Not to difficult to find, as you round the corner there it is. It sits amongst the debris of farming but this does not detract from the stones magnificence. It must have commanded quite a view in the past for the land drops away towards the hills.
The Stone of Morphie stands atop a small rise in SE Aberdeenshire, north of Montrose and west of the village of St Cyrus. An impressive 10ft stone with interesting whorls, shapes, colours and markings, it struggles to achieve its full grandeur against the utilitarian backdrop of a modern farm.
"The magnificent Stone of Morphie sits next to the road through the farm where George Beatties ill fated romance took place. (he committed suicide after his betrothed dumped him) The 11ft monolith was once used as the core of a grain stack, and in that guise was blown down - along with the stack - by a hurricane in 1850. Six years later, digging prior to re-erection unearthed a skeleton. Folklorically, it marks the grave of the mythical Danish leader Camus.
The stone's surface bears the fingerprints of the local kelpie, who was also enslaved by the local laird to build the now-vanished Morphie Castle. This kelpie lived in the Ponage Pool in the (river) North Esk and achieved lasting fame in the poem John o 'Arnha', a kind of Kincardinshire version of Tam o' Shanter written by the tragic George Beattie. John Findlay, John o 'Arnha' was a boastful and authoritarian Town Officer whom Beattie knew well. The poem was turned into a play and performed at the Theatre Royal in Montrose in 1826, with the principal actor wearing Findlay's own red coat. The action concerns the fearless John who works his way up the supernatural food chain, besting the kelpie, a group of witches, and finally Old Nick himself."

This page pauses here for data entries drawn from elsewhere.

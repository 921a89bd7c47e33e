// Copyright Amazon.com, Inc. or its affiliates. All Rights Reserved.
// SPDX-License-Identifier: MIT-0

//! Host facts that do not come from the seed document: network interfaces
//! and labelled block devices.

use std::collections::BTreeMap;
use std::net::Ipv4Addr;
use std::path::Path;

use crate::constants::{
    BLOCK_DEVICES_PATH, IGNORED_BLOCK_DEVICE_LABELS, IGNORED_INTERFACE_PREFIXES,
    SYS_CLASS_NET_PATH,
};
use crate::errors::AppError;

#[derive(Debug, Clone, PartialEq, Eq)]
pub struct NetworkInterface {
    pub name: String,
    pub mac: String,
    pub ipv4: Vec<Ipv4Addr>,
}

pub trait HostInspector: Send + Sync {
    /// All interfaces, in kernel index order.
    fn interfaces(&self) -> Result<Vec<NetworkInterface>, AppError>;

    /// Block device label to resolved device node.
    fn block_devices(&self) -> Result<BTreeMap<String, String>, AppError>;

    fn interface(&self, name: &str) -> Result<NetworkInterface, AppError> {
        self.interfaces()?
            .into_iter()
            .find(|iface| iface.name == name)
            .ok_or_else(|| AppError::Network(format!("no such network interface: {name}")))
    }

    fn local_ipv4(&self, name: &str) -> Result<Ipv4Addr, AppError> {
        self.interface(name)?.ipv4.first().copied().ok_or_else(|| {
            tracing::error!("[imds] cannot determine address of {}", name);
            AppError::Network(format!("cannot determine address of {name}"))
        })
    }
}

/// First interface that is neither loopback nor a docker bridge.
pub fn select_default_interface(interfaces: &[NetworkInterface]) -> Option<String> {
    interfaces
        .iter()
        .find(|iface| {
            !IGNORED_INTERFACE_PREFIXES
                .iter()
                .any(|prefix| iface.name.starts_with(prefix))
        })
        .map(|iface| iface.name.clone())
}

/// Reads interfaces from sysfs and `getifaddrs`, block devices from
/// `/dev/disk/by-label`.
#[derive(Debug, Default)]
pub struct SystemInspector;

impl HostInspector for SystemInspector {
    fn interfaces(&self) -> Result<Vec<NetworkInterface>, AppError> {
        let addresses = ipv4_addresses()?;

        let mut interfaces = Vec::new();
        for entry in std::fs::read_dir(SYS_CLASS_NET_PATH)? {
            let entry = entry?;
            let name = entry.file_name().to_string_lossy().into_owned();
            let index: u32 = read_attribute(&entry.path(), "ifindex")
                .and_then(|index| index.parse().ok())
                .unwrap_or(u32::MAX);
            let mac = read_attribute(&entry.path(), "address").unwrap_or_default();
            let ipv4 = addresses
                .iter()
                .filter(|(iface, _)| *iface == name)
                .map(|(_, addr)| *addr)
                .collect();

            interfaces.push((index, NetworkInterface { name, mac, ipv4 }));
        }
        interfaces.sort_by_key(|(index, _)| *index);

        Ok(interfaces.into_iter().map(|(_, iface)| iface).collect())
    }

    fn block_devices(&self) -> Result<BTreeMap<String, String>, AppError> {
        let mut devices = BTreeMap::new();
        for entry in std::fs::read_dir(BLOCK_DEVICES_PATH)? {
            let entry = entry?;
            let label = entry.file_name().to_string_lossy().into_owned();
            if IGNORED_BLOCK_DEVICE_LABELS.contains(&label.as_str()) {
                continue;
            }

            // dangling links are skipped
            if let Ok(node) = std::fs::canonicalize(entry.path()) {
                devices.insert(label, node.display().to_string());
            }
        }

        Ok(devices)
    }
}

fn read_attribute(interface: &Path, attribute: &str) -> Option<String> {
    std::fs::read_to_string(interface.join(attribute))
        .ok()
        .map(|value| value.trim().to_string())
}

#[cfg(target_os = "linux")]
fn ipv4_addresses() -> Result<Vec<(String, Ipv4Addr)>, AppError> {
    use std::ffi::CStr;

    let mut head: *mut libc::ifaddrs = std::ptr::null_mut();
    // SAFETY: on success `head` points to a list owned by libc until freeifaddrs.
    if unsafe { libc::getifaddrs(&mut head) } != 0 {
        return Err(std::io::Error::last_os_error().into());
    }

    let mut addresses = Vec::new();
    let mut cursor = head;
    while !cursor.is_null() {
        // SAFETY: cursor is a live node of the list returned by getifaddrs.
        let entry = unsafe { &*cursor };
        cursor = entry.ifa_next;

        if entry.ifa_addr.is_null() || entry.ifa_name.is_null() {
            continue;
        }
        // SAFETY: ifa_addr is non-null and points to a sockaddr for this node.
        let family = i32::from(unsafe { (*entry.ifa_addr).sa_family });
        if family != libc::AF_INET {
            continue;
        }

        // SAFETY: AF_INET addresses are sockaddr_in; ifa_name is a C string.
        let (addr, name) = unsafe {
            let sin = &*(entry.ifa_addr as *const libc::sockaddr_in);
            (
                Ipv4Addr::from(u32::from_be(sin.sin_addr.s_addr)),
                CStr::from_ptr(entry.ifa_name).to_string_lossy().into_owned(),
            )
        };
        addresses.push((name, addr));
    }

    // SAFETY: head came from a successful getifaddrs and is freed exactly once.
    unsafe { libc::freeifaddrs(head) };

    Ok(addresses)
}

#[cfg(not(target_os = "linux"))]
fn ipv4_addresses() -> Result<Vec<(String, Ipv4Addr)>, AppError> {
    Ok(Vec::new())
}
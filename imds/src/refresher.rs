// Copyright Amazon.com, Inc. or its affiliates. All Rights Reserved.
// SPDX-License-Identifier: MIT-0

//! Background re-issuance of the role's temporary credentials.
//!
//! The refresher alternates between issuing a credential and sleeping. After a
//! successful issuance it sleeps for half of the remaining validity, but never
//! less than the floor interval; after a failure it sleeps for the floor and
//! tries again, leaving the previously published snapshot in place. The loop
//! only stops when the shutdown channel fires.

use std::future::Future;
use std::sync::Arc;
use std::time::{Duration, SystemTime};

use aws_credential_types::Credentials;
use tokio::sync::watch;
use tokio::task::JoinHandle;

use crate::bootstrap::Bootstrap;
use crate::credentials::LiveCredentialStore;
use crate::errors::AppError;
use crate::issuer::CredentialIssuer;
use crate::models::CredentialSnapshot;

/// `max(floor, (expires_at - now) / 2)`; the floor when already expired.
pub fn next_refresh_interval(
    expires_at: SystemTime,
    now: SystemTime,
    floor: Duration,
) -> Duration {
    match expires_at.duration_since(now) {
        Ok(remaining) => (remaining / 2).max(floor),
        Err(_) => floor,
    }
}

pub struct CredentialRefresher {
    issuer: Arc<dyn CredentialIssuer>,
    store: Arc<LiveCredentialStore>,
    floor: Duration,
}

impl CredentialRefresher {
    pub fn new(
        issuer: Arc<dyn CredentialIssuer>,
        store: Arc<LiveCredentialStore>,
        floor: Duration,
    ) -> Self {
        Self {
            issuer,
            store,
            floor,
        }
    }

    /// Runs one issuance cycle and returns how long to sleep before the next.
    #[tracing::instrument(skip(self))]
    pub async fn refresh(&self) -> Duration {
        let credentials = match self.issuer.issue().await {
            Ok(credentials) => credentials,
            Err(e) => {
                tracing::error!("[imds] {}, retrying in {:?}", e, self.floor);
                return self.floor;
            }
        };

        let Some(expires_at) = credentials.expiry() else {
            tracing::error!(
                "[imds] could not obtain credentials expiry, retrying in {:?}",
                self.floor
            );
            return self.floor;
        };

        let now = SystemTime::now();
        let previous = self.store.get();
        let snapshot =
            CredentialSnapshot::issued(&credentials, expires_at, now, previous.as_deref());
        self.store.publish(snapshot);

        let next = next_refresh_interval(expires_at, now, self.floor);
        if expires_at <= now {
            tracing::warn!("[imds] credentials refreshed successfully, but are still expired");
        } else {
            tracing::info!(
                "[imds] credentials refreshed successfully, next refresh in {:?}",
                next
            );
        }

        next
    }

    /// Refreshes until `shutdown` changes or its sender is dropped.
    pub async fn run(self, mut shutdown: watch::Receiver<bool>) {
        loop {
            let next = self.refresh().await;
            tokio::select! {
                _ = tokio::time::sleep(next) => {}
                _ = shutdown.changed() => {
                    tracing::info!("[imds] stopping credential refresher");
                    return;
                }
            }
        }
    }

    pub fn spawn(self, shutdown: watch::Receiver<bool>) -> JoinHandle<()> {
        tokio::spawn(self.run(shutdown))
    }
}

/// Starts the refresher when the seed names a role and carries credentials
/// for it, otherwise returns `None` without building an issuer.
///
/// `build_issuer` receives the role ARN and the seed credentials.
///
/// # Errors
///
/// Propagates the failure of `build_issuer`.
pub async fn start<F, Fut>(
    iam: &Bootstrap,
    store: Arc<LiveCredentialStore>,
    floor: Duration,
    shutdown: watch::Receiver<bool>,
    build_issuer: F,
) -> Result<Option<JoinHandle<()>>, AppError>
where
    F: FnOnce(String, Credentials) -> Fut,
    Fut: Future<Output = Result<Arc<dyn CredentialIssuer>, AppError>>,
{
    let (role, seed) = match (&iam.role, &iam.credentials) {
        (Some(role), Some(seed)) => (role, seed),
        (Some(role), None) => {
            tracing::warn!(
                "[imds] no seed credentials for {}, skipping credential refresh",
                role.arn
            );
            return Ok(None);
        }
        (None, _) => return Ok(None),
    };

    let issuer = build_issuer(role.arn.clone(), seed.to_credentials()).await?;

    tracing::info!("[imds] refreshing credentials for {}", role.arn);
    let handle = CredentialRefresher::new(issuer, store, floor).spawn(shutdown);

    Ok(Some(handle))
}
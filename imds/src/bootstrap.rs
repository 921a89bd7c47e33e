// Copyright Amazon.com, Inc. or its affiliates. All Rights Reserved.
// SPDX-License-Identifier: MIT-0

//! Startup reads of the data-source namespace: the IAM role with its seed
//! credentials, and the per-service endpoint overrides.
//!
//! ```json
//! "iam": {
//!   "role-arn": "arn:aws:iam::123456789012:role/guest",
//!   "role-name": "guest",
//!   "credentials": {"AccessKeyId": "...", "SecretAccessKey": "...", "Token": "...",
//!                   "Code": "Success", "Expiration": "...", "LastUpdated": "...",
//!                   "Type": "AWS-HMAC"}
//! },
//! "services": {"domain": "amazonaws.com", "endpoints": {"sts": "https://sts.example"}}
//! ```

use std::collections::BTreeMap;

use serde_json::Value;

use crate::metadata::{FieldError, FieldMap, Fields, MetadataDocument};
use crate::models::{CredentialSnapshot, RoleIdentity};

/// Outcome of reading the `iam` section.
///
/// No role means no credential subsystem at all. A role without credentials
/// is served by the IAM endpoints but never refreshed.
#[derive(Debug, Clone, Default, PartialEq)]
pub struct Bootstrap {
    pub role: Option<RoleIdentity>,
    pub credentials: Option<CredentialSnapshot>,
}

/// Reads the IAM role and initial credentials from the seed document.
///
/// # Errors
///
/// Fails when the data-source namespace is missing, when `iam` is present
/// without `role-arn`, or when any credential field is missing or not a string.
#[tracing::instrument(skip(document))]
pub fn bootstrap(document: &MetadataDocument) -> Result<Bootstrap, FieldError> {
    let ds = document.data_source()?;

    let iam = ds.map("iam", Some(FieldMap::new()))?;
    if iam.is_empty() {
        tracing::info!("[imds] no IAM role configured in metadata");
        return Ok(Bootstrap::default());
    }
    let iam = Fields::new(&iam);

    let arn = iam.scalar("role-arn", None)?;
    let role = RoleIdentity::new(arn, iam.optional_scalar("role-name")?);

    let credentials = iam.map("credentials", Some(FieldMap::new()))?;
    if credentials.is_empty() {
        tracing::warn!("[imds] IAM role {} has no credentials in metadata", role.name);
        return Ok(Bootstrap {
            role: Some(role),
            credentials: None,
        });
    }

    let credentials = CredentialSnapshot::from_seed(&Fields::new(&credentials))?;
    tracing::info!("[imds] loaded IAM credentials from metadata");

    Ok(Bootstrap {
        role: Some(role),
        credentials: Some(credentials),
    })
}

/// Service name to base URL, from `services.endpoints`.
#[derive(Debug, Clone, Default, PartialEq, Eq)]
pub struct EndpointOverrides {
    endpoints: BTreeMap<String, String>,
}

impl EndpointOverrides {
    pub fn new(endpoints: BTreeMap<String, String>) -> Self {
        Self { endpoints }
    }

    /// The overriding URL for `service`, or `None` to fall through to the
    /// default endpoint resolution.
    pub fn resolve(&self, service: &str) -> Option<&str> {
        self.endpoints.get(service).map(String::as_str)
    }
}

/// Reads `services.endpoints`. Absence of either level is an empty override set.
///
/// # Errors
///
/// Fails when either level is not a map or an endpoint URL is not a string.
pub fn resolve_endpoint_overrides(
    document: &MetadataDocument,
) -> Result<EndpointOverrides, FieldError> {
    let ds = document.data_source()?;
    let services = ds.map("services", Some(FieldMap::new()))?;
    let endpoints = Fields::new(&services).map("endpoints", Some(FieldMap::new()))?;

    let endpoints = endpoints
        .into_iter()
        .map(|(service, url)| match url {
            Value::String(url) => {
                tracing::info!("[imds] AWS endpoint for {}: {}", service, url);
                Ok((service, url))
            }
            _ => Err(FieldError::WrongType {
                name: format!("services.endpoints.{service}"),
                expected: "string",
            }),
        })
        .collect::<Result<BTreeMap<_, _>, _>>()?;

    Ok(EndpointOverrides::new(endpoints))
}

Mysterious Aberdeenshire - Geoff Holder
'Stand aff, ye fiend, and dread my wraith,
Or soon I'll steek your een in death:,
Not you nor a' the hounds of hell,
Can my undaunted courage quell.'
The Stone of Morphy.---This is an obelisk situated on the lands of the same name, in the western division of the parish. With reference to it, the writer of the former Account [ie the first Statistical Account] says, that it is difficult to determine whether it had been erected to preserve the memory of some gallant warrior of the name of Graham, to which Noble family the lands of Morphy originally belonged, or whether it may be a remnant of a Druidical temple; while, at the same time, he appears not to have been aware of the existence of a tradition, which says, that it was erected in memory of a son of Camus, or some other important personage in his army, who was killed here in an engagement with the Scots, after the defeat and death of the Danish leader at Panbride. The Danes, on that event, immediately retreated northward, and, according to the tradition, encountered the Scots near the Stone of Morphy; and that a battle had there taken place, is probable, from the immense number of stone-coffins, containing human bones, which have been found, particularly in and near a field called "the sick man's shade," close by the stone. The farm adjoining that on which the pillar stands, bears the name of Comeston, or, as it is written in old records, Camuston..
p282 in The New Statistical Account of Scotland, vol 11, 1845. Online at Google Books.
According to Canmore,
"it was knocked down shortly before 1856. Digging prior to re-erection revealed part of a human skeleton, buried in black unctuous earth."